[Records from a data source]
Segment Open

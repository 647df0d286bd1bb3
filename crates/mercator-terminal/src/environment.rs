//! The scope stack and line execution.

use std::io::{self, Write};

use mercator_types::error::{MercatorError, Result};
use mercator_types::style;

use crate::completer::{self, Suggestion};
use crate::interpreter::{dispatch, tokenize};
use crate::output::{CommandOutput, Flow, render};
use crate::scope::Scope;

/// Result of [`Environment::pop`].
#[derive(Debug)]
pub enum Popped {
    /// The removed scope.
    Scope(Box<dyn Scope>),
    /// Only the root remained; the stack is unchanged and the console
    /// should terminate.
    ExitRequested,
}

/// Console state: a stack of scopes with the root at the bottom.
///
/// The top of the stack is the active scope. Every line is resolved
/// against the active scope's command tree only.
pub struct Environment {
    stack: Vec<Box<dyn Scope>>,
}

impl Environment {
    pub fn new(root: Box<dyn Scope>) -> Self {
        Self { stack: vec![root] }
    }

    pub fn push(&mut self, scope: Box<dyn Scope>) {
        log::info!("Entering scope '{}'", scope.meta().prefix);
        self.stack.push(scope);
    }

    /// Remove the active scope unless it is the root.
    pub fn pop(&mut self) -> Popped {
        if self.stack.len() <= 1 {
            return Popped::ExitRequested;
        }
        match self.stack.pop() {
            Some(scope) => {
                log::info!("Leaving scope '{}'", scope.meta().prefix);
                Popped::Scope(scope)
            },
            None => Popped::ExitRequested,
        }
    }

    pub fn depth(&self) -> usize {
        self.stack.len()
    }

    pub fn current_scope(&self) -> Result<&dyn Scope> {
        self.stack
            .last()
            .map(|s| s.as_ref())
            .ok_or(MercatorError::EmptyScopeStack)
    }

    /// Scopes from root to active.
    pub fn scopes(&self) -> impl Iterator<Item = &dyn Scope> {
        self.stack.iter().map(|s| s.as_ref())
    }

    /// Prefixes joined with `:` followed by `"> "`, e.g. `mercator:binance> `.
    pub fn prompt(&self) -> String {
        let path = self
            .scopes()
            .map(|s| s.meta().prefix.as_str())
            .collect::<Vec<_>>()
            .join(":");
        format!("{path}> ")
    }

    /// Execute one line and apply any scope signal it produced.
    ///
    /// Returns [`CommandOutput::Exit`] when the console should terminate.
    pub fn execute(&mut self, line: &str) -> Result<CommandOutput> {
        let trimmed = line.trim();
        if trimmed.is_empty() {
            return Ok(CommandOutput::None);
        }
        let tokens = tokenize(trimmed)?;
        let output = dispatch(self.current_scope()?.root_command(), &tokens)?;
        Ok(self.apply(output))
    }

    fn apply(&mut self, output: CommandOutput) -> CommandOutput {
        match output {
            CommandOutput::PushScope(scope) => {
                self.push(scope);
                CommandOutput::None
            },
            CommandOutput::PopScope => match self.pop() {
                Popped::Scope(_) => CommandOutput::None,
                Popped::ExitRequested => CommandOutput::Exit,
            },
            CommandOutput::Quit => CommandOutput::Exit,
            other => other,
        }
    }

    /// Execute a line and write its output or error to `out`.
    ///
    /// Command failures are printed as a warning and never end the loop.
    pub fn run_line<W: Write>(&mut self, line: &str, out: &mut W) -> io::Result<Flow> {
        match self.execute(line) {
            Ok(CommandOutput::Exit) => Ok(Flow::Exit),
            Ok(output) => {
                render(&output, out)?;
                Ok(Flow::Continue)
            },
            Err(e) => {
                log::debug!("Command failed: {e:?}");
                writeln!(out, "{}", style::warning(&e.to_string()))?;
                Ok(Flow::Continue)
            },
        }
    }

    /// Completion candidates for `line` against the active scope.
    pub fn complete(&self, line: &str, word: &str) -> Vec<Suggestion> {
        match self.current_scope() {
            Ok(scope) => completer::complete(self, scope.root_command(), line, word),
            Err(_) => Vec::new(),
        }
    }
}

#[cfg(test)]
mod tests {
    use super::*;
    use crate::command::{Arity, CommandNode};
    use crate::scope::{CommandScope, ScopeFactory, ScopeMeta};
    use crate::root_scope::root_scope;
    use proptest::prelude::*;
    use std::rc::Rc;

    fn scope(prefix: &str) -> Box<dyn Scope> {
        CommandScope::new(
            prefix,
            "test scope",
            vec![
                CommandNode::new("symbol-price", "Price of a symbol")
                    .arity(Arity::Minimum(1))
                    .run(|args| match args.arg(0) {
                        Some("BTCUSDT") => Ok(CommandOutput::Text("65000".into())),
                        Some(other) => Err(MercatorError::failed(format!("unknown symbol: {other}"))),
                        None => Ok(CommandOutput::None),
                    }),
            ],
        )
        .unwrap()
        .boxed()
    }

    struct TestFactory {
        fail: bool,
    }

    impl ScopeFactory for TestFactory {
        fn meta(&self) -> ScopeMeta {
            ScopeMeta::new("binance", "Test exchange").unwrap()
        }

        fn build(&self) -> Result<Box<dyn Scope>> {
            if self.fail {
                Err(MercatorError::failed("missing credentials"))
            } else {
                Ok(scope("binance"))
            }
        }
    }

    fn console(fail: bool) -> Environment {
        let factory: Rc<dyn ScopeFactory> = Rc::new(TestFactory { fail });
        Environment::new(root_scope("mercator", vec![factory]).unwrap().boxed())
    }

    fn run(env: &mut Environment, line: &str) -> (Flow, String) {
        let mut buf = Vec::new();
        let flow = env.run_line(line, &mut buf).unwrap();
        (flow, String::from_utf8(buf).unwrap())
    }

    fn bottom_prefix(env: &Environment) -> String {
        env.scopes().next().unwrap().meta().prefix.clone()
    }

    #[test]
    fn pop_at_root_requests_exit() {
        let mut env = Environment::new(scope("root"));
        assert!(matches!(env.pop(), Popped::ExitRequested));
        assert_eq!(env.depth(), 1);
        assert_eq!(bottom_prefix(&env), "root");
    }

    #[test]
    fn push_then_pop_returns_scope() {
        let mut env = Environment::new(scope("root"));
        env.push(scope("child"));
        assert_eq!(env.depth(), 2);
        match env.pop() {
            Popped::Scope(s) => assert_eq!(s.meta().prefix, "child"),
            Popped::ExitRequested => panic!("expected a scope"),
        }
        assert_eq!(env.depth(), 1);
    }

    #[test]
    fn prompt_joins_prefixes() {
        let mut env = Environment::new(scope("mercator"));
        assert_eq!(env.prompt(), "mercator> ");
        env.push(scope("binance"));
        assert_eq!(env.prompt(), "mercator:binance> ");
    }

    #[test]
    fn current_scope_is_top() {
        let mut env = Environment::new(scope("mercator"));
        env.push(scope("shopify"));
        assert_eq!(env.current_scope().unwrap().meta().prefix, "shopify");
    }

    #[test]
    fn empty_line_prints_nothing() {
        let mut env = console(false);
        assert_eq!(run(&mut env, ""), (Flow::Continue, String::new()));
        assert_eq!(run(&mut env, "   "), (Flow::Continue, String::new()));
    }

    #[test]
    fn use_pushes_scope() {
        let mut env = console(false);
        let (flow, out) = run(&mut env, "use binance");
        assert_eq!(flow, Flow::Continue);
        assert!(out.is_empty());
        assert_eq!(env.depth(), 2);
        assert_eq!(env.prompt(), "mercator:binance> ");
    }

    #[test]
    fn failed_scope_is_not_pushed() {
        let mut env = console(true);
        let (flow, out) = run(&mut env, "use binance");
        assert_eq!(flow, Flow::Continue);
        assert!(out.contains("missing credentials"));
        assert_eq!(env.depth(), 1);
    }

    #[test]
    fn command_failure_keeps_console_running() {
        let mut env = console(false);
        run(&mut env, "use binance");
        let (flow, out) = run(&mut env, "symbol-price XYZ");
        assert_eq!(flow, Flow::Continue);
        assert!(out.contains("unknown symbol: XYZ"));
        let (_, out) = run(&mut env, "symbol-price BTCUSDT");
        assert_eq!(out, "65000\n");
    }

    #[test]
    fn commands_resolve_in_active_scope_only() {
        let mut env = console(false);
        let (_, out) = run(&mut env, "symbol-price BTCUSDT");
        assert!(out.contains("command not found: symbol-price"));
        run(&mut env, "use binance");
        let (_, out) = run(&mut env, "use binance");
        assert!(out.contains("command not found: use"));
    }

    #[test]
    fn exit_pops_then_terminates() {
        let mut env = console(false);
        run(&mut env, "use binance");
        assert_eq!(run(&mut env, "exit").0, Flow::Continue);
        assert_eq!(env.depth(), 1);
        assert_eq!(run(&mut env, "exit").0, Flow::Exit);
        assert_eq!(env.depth(), 1);
    }

    #[test]
    fn quit_terminates_from_any_depth() {
        let mut env = console(false);
        run(&mut env, "use binance");
        assert_eq!(run(&mut env, "quit").0, Flow::Exit);
    }

    #[test]
    fn syntax_error_is_reported() {
        let mut env = console(false);
        let (flow, out) = run(&mut env, "use 'binance");
        assert_eq!(flow, Flow::Continue);
        assert!(out.contains("unterminated single quote"));

        let (flow, out) = run(&mut env, r"use binance\");
        assert_eq!(flow, Flow::Continue);
        assert!(out.contains("unterminated backslash escape"));
        assert_eq!(env.depth(), 1);
    }

    proptest! {
        #[test]
        fn depth_tracks_pushes_and_pops(pushes in 0usize..20, pops in 0usize..20) {
            let mut env = Environment::new(scope("root"));
            for i in 0..pushes {
                env.push(scope(&format!("s{i}")));
            }
            let pops = pops.min(pushes);
            for _ in 0..pops {
                prop_assert!(matches!(env.pop(), Popped::Scope(_)));
            }
            prop_assert_eq!(env.depth(), 1 + pushes - pops);
            prop_assert_eq!(bottom_prefix(&env), "root");

            while let Popped::Scope(_) = env.pop() {}
            prop_assert!(matches!(env.pop(), Popped::ExitRequested));
            prop_assert_eq!(env.depth(), 1);
            prop_assert_eq!(bottom_prefix(&env), "root");
        }
    }
}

Segment Closed

EXERCISE OBJECTIVE:
I need each line of the entries that holds the string "Arity" located and copied.

ANSWER FOR THIS EXERCISE:
    use crate::command::{Arity, CommandNode};
                    .arity(Arity::Minimum(1))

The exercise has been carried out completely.